> _Problem requirements_
Look over the entries below. Report how many lines hold the word "types", and only that.

> _Exercise data_
::::::::

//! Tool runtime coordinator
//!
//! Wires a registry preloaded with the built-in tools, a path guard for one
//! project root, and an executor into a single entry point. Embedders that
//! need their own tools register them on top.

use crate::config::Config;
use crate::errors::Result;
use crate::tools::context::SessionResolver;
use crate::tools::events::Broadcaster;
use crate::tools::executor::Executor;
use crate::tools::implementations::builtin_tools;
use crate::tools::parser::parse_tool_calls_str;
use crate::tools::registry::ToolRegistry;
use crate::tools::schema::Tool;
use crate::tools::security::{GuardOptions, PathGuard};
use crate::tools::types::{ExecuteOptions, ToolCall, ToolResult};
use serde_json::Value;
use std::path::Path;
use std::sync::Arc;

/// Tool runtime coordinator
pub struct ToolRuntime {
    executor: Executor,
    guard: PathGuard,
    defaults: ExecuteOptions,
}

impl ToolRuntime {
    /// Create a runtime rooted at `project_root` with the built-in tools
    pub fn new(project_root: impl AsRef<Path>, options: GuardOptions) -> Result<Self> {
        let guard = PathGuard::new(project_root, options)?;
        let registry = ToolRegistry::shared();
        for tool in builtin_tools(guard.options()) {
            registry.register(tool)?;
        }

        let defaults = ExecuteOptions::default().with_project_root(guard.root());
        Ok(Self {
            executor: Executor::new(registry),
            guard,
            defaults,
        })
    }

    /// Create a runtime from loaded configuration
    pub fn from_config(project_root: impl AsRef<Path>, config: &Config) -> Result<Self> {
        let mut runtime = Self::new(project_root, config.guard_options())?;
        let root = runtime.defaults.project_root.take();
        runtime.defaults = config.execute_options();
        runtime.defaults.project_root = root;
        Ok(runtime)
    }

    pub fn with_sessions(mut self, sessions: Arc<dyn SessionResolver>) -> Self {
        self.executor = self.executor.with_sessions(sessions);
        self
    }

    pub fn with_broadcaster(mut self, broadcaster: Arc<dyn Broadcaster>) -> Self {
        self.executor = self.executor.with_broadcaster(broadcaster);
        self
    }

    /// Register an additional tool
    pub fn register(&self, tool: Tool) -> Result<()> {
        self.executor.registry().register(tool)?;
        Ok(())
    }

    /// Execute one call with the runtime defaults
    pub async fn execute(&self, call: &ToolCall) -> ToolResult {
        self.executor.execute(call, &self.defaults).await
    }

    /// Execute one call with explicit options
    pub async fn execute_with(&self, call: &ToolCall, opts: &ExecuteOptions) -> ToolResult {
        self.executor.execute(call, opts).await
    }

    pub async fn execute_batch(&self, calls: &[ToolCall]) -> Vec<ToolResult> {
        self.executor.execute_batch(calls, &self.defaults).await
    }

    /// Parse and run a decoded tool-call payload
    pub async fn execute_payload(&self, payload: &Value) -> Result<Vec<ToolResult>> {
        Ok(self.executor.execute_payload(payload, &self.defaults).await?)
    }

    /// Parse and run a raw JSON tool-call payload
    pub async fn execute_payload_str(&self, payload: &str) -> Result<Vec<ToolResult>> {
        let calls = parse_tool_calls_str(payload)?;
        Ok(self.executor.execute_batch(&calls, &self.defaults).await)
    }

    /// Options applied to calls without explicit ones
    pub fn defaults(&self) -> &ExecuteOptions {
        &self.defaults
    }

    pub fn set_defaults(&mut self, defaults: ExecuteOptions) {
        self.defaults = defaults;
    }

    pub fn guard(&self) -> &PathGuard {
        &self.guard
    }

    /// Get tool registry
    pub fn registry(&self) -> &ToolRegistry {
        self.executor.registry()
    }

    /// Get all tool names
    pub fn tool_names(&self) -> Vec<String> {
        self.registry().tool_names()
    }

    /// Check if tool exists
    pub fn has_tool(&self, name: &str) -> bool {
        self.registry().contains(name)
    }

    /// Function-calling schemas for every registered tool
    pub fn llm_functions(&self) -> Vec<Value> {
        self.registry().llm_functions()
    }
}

::::::::

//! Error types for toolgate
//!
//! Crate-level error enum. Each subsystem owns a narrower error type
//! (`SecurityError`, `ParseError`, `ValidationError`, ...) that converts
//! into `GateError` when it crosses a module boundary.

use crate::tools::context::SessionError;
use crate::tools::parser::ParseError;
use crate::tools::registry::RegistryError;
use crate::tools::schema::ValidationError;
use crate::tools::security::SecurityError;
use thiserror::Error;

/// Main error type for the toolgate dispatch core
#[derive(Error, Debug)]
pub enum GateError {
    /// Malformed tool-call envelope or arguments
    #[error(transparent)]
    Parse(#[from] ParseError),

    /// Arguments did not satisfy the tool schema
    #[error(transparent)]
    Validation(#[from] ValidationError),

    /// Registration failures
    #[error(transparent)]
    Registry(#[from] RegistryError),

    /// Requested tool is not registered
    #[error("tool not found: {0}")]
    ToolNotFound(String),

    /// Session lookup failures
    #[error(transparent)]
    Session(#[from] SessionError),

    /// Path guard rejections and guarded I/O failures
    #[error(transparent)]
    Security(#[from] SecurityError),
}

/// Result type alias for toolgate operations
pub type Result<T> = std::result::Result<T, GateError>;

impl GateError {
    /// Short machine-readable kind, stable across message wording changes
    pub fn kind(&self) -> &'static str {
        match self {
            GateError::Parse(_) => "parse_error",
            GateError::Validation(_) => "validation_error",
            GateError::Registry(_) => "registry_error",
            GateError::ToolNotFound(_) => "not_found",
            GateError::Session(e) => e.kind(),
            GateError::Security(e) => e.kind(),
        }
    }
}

::::::::

> _Solved exercise_
2